No entanto, tal concepção suscita alguns
problemas. Ora, ninguém duvida que o feto situa-se
no interior do corpo da mulher, porém, parece
exagerado compará-lo a um de seus órgãos. Com
efeito, no momento da fecundação, dois gametas
haplóides fusionam-se para dar origem a um zigoto
diplóide. Assim, do ponto de vista genético, e levandose em conta as vias tradicionais de fecundação
(copulação homem-mulher), o feto é, em sua metade,
produto ou genuíno herdeiro do patrimônio genético
do pai. Se se aceita que o ser humano é
legitimamente possuidor disto que ele elaborou ou
transformou, a situação fica ainda mais complexa,
posto que o homem tornar-se-ia também proprietário
do ser que se aloja no ventre da mulher. Por outro
lado, se se parte do pressuposto de que o feto é desde
sempre um ser humano, as dificuldades ampliam-se
consideravelmente, pois o feto e a mucosa uterina
participam conjuntamente da formação da placenta
e isto o tornaria, pelo menos em parte, possuidor da
mesma. O aborto provocado o privaria, assim, de
uma propriedade que poderíamos reputar, a partir
de então, como sendo legítima. Eis alguns impasses
enfrentados pelas teorias liberais que fazem do direito
de propriedade a base dos demais direitos.

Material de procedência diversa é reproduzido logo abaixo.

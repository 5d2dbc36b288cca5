//! Back-end integration tests: emitter, assembler, and linker working
//! over real IR from the front half of the pipeline.

use crate::back::{asm, elf, emit};
use crate::common::Map;
use crate::front::parse;
use crate::middle::{regalloc, select};

fn build(src: &str) -> (emit::Asm, asm::ObjectCode) {
    let parsed = parse::parse(src).unwrap();
    let mut module = select::lower(&parsed.program, parsed.types, parsed.funcs).unwrap();
    regalloc::allocate(&mut module, regalloc::Strategy::Coloring).unwrap();
    let out = emit::emit(&module);
    let obj = asm::assemble(&out.text_section).unwrap();
    (out, obj)
}

fn build_elf(src: &str) -> Vec<u8> {
    let (out, obj) = build(src);
    elf::link(&obj, &out, &Map::new()).unwrap()
}

#[test]
fn factorial_links_to_an_executable_image() {
    let elf = build_elf(
        "int factorial(int n) { if (n <= 1) return 1; return n * factorial(n - 1); }\n\
         int main() { return factorial(5); }",
    );
    assert_eq!(&elf[0..4], &[0x7F, b'E', b'L', b'F']);
    let entry = u64::from_le_bytes(elf[24..32].try_into().unwrap());
    assert_eq!(entry, 0x401000, "_start leads the text section");
}

#[test]
fn every_frame_keeps_call_alignment() {
    let (out, _) = build(
        "int leaf(int a, int b) { return a + b; }\n\
         int mid(int x) { int tmp[9]; tmp[0] = x; return leaf(tmp[0], 2); }\n\
         int main() { return mid(40); }",
    );
    let mut saw_sub = false;
    for line in out.text_section.lines() {
        let line = line.trim();
        if let Some(rest) = line.strip_prefix("subq $") {
            if let Some(n) = rest.strip_suffix(", %rsp") {
                let n: i64 = n.parse().unwrap();
                assert_eq!((n + 8) % 16, 0, "prologue adjustment {n} breaks alignment");
                saw_sub = true;
            }
        }
        assert!(!line.starts_with("andq $-16"), "inline realignment is forbidden");
    }
    assert!(saw_sub);
}

#[test]
fn large_struct_call_text_ordering() {
    // Argument moves into rsi..r9 first, then the hidden pointer
    // into rdi, then the call.
    let (out, _) = build(
        "typedef struct Wide { long a; long b; long c; long d; long e; int f; } Wide;\n\
         Wide make(long a, long b, long c, long d, long e);\n\
         Wide make(long a, long b, long c, long d, long e) {\n\
             Wide w = (Wide){ .a = a, .b = b, .c = c, .d = d, .e = e, .f = 9 };\n\
             return w;\n\
         }\n\
         int main() { Wide w = make(1, 2, 3, 4, 5); return w.f; }",
    );
    let main_at = out.text_section.find("main:").unwrap();
    let body = &out.text_section[main_at..];
    let call = body.find("call make").expect("no call");
    let lea_rdi = body.find(", %rdi").expect("no hidden-pointer load");
    assert!(body[..lea_rdi].rfind("leaq").is_some());
    assert!(lea_rdi < call, "hidden pointer must load before the call");
    for reg in ["%rsi", "%rdx", "%rcx", "%r8", "%r9"] {
        let mov = body[..call]
            .find(&format!(", {reg}"))
            .unwrap_or_else(|| panic!("no argument move into {reg}"));
        assert!(mov < lea_rdi, "argument move into {reg} must precede the rdi load");
    }
}

#[test]
fn member_store_through_pointer_uses_r11_and_movl() {
    // A 4-byte member behind a cast pointer stores with movl via
    // the %r11-held pointer.
    let (out, _) = build(
        "typedef struct Card { int id; char *owner; int kind; int flag; } Card;\n\
         int main() { long data[4]; ((Card*)data[0])->flag = 1; return 0; }",
    );
    assert!(out.text_section.contains("movl $1, (%r"), "flag store must be 4 bytes wide");
    assert!(!out.text_section.contains("movq $1, (%r11)"));
}

#[test]
fn float_literal_lives_in_rodata() {
    // The bits come from .rodata via movq, never an immediate.
    let (out, _) = build("int main() { double x = 3.14; return 0; }");
    assert!(out.listing.contains(".FC1:"));
    assert!(out.listing.contains(".double 3.14"));
    assert!(out.text_section.contains("movq .FC1(%rip),"));
    assert!(!out.text_section.contains("$3.14"));
    assert_eq!(out.rodata.len() % 8, 0);
    assert_eq!(&out.rodata[out.rodata.len() - 8..], &3.14f64.to_le_bytes());
}

#[test]
fn assembler_sizes_match_symbol_offsets() {
    // Pass-1 label placement must agree with pass-2 encoding for a
    // full program's worth of generated text.
    let (out, obj) = build(
        "int helper(int x) { return x * 2 + 1; }\n\
         int main() { int sum = 0; for (int i = 0; i < 5; i++) sum += helper(i); return sum; }",
    );
    // The text for each label must start within the code buffer.
    for (name, off) in &obj.symbols {
        assert!(
            *off <= obj.code.len() as u64,
            "symbol {name} at {off} outside {} code bytes",
            obj.code.len()
        );
    }
    // Re-assembling yields identical bytes (the encoder is a pure
    // function of the text).
    let again = asm::assemble(&out.text_section).unwrap();
    assert_eq!(again.code, obj.code);
    assert_eq!(again.symbols, obj.symbols);
}

#[test]
fn string_literals_pool_and_relocate() {
    let elf = build_elf(
        "char *greeting = \"hello\";\n\
         int main() { char *s = \"world\"; return s[0]; }",
    );
    // Both strings land NUL-terminated in .rodata (page 0x2000).
    let rodata = &elf[0x2000..0x2010];
    assert!(rodata.windows(6).any(|w| w == b"hello\0"));
    assert!(rodata.windows(6).any(|w| w == b"world\0"));
    // The global pointer in .data holds the absolute address of the
    // pooled string.
    let addr = u64::from_le_bytes(elf[0x3000..0x3008].try_into().unwrap());
    assert!((0x402000..0x403000).contains(&addr));
}

#[test]
fn externs_stay_out_of_bss() {
    let (out, _) = build(
        "extern int stderr_fd;\n\
         int used;\n\
         int main() { used = 1; return used; }",
    );
    assert!(out.externs.iter().any(|e| e.as_str() == "stderr_fd"));
    assert!(out.bss_syms.iter().all(|(n, _, _)| n.as_str() != "stderr_fd"));
    assert!(out.bss_syms.iter().any(|(n, _, _)| n.as_str() == "used"));
}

Por outro lado, as concepções de tendência
conservadora, notadamente contrárias às práticas
abortivas, afirmam que existe no zigoto já constituído
a identidade biológica de um novo indivíduo humano
e, por conseguinte, de uma pessoa. Mas isto também
não contribui para superar o impasse. Primeiramente
porque a idéia segundo a qual ser humano,
personalidade e individualidade biológica se
Pós-doutorado em Filosofia pelo Centre de Recherche em Éthique da Université de Montreal, Canadá. Professor associado
II na Universidade Federal da Paraíba.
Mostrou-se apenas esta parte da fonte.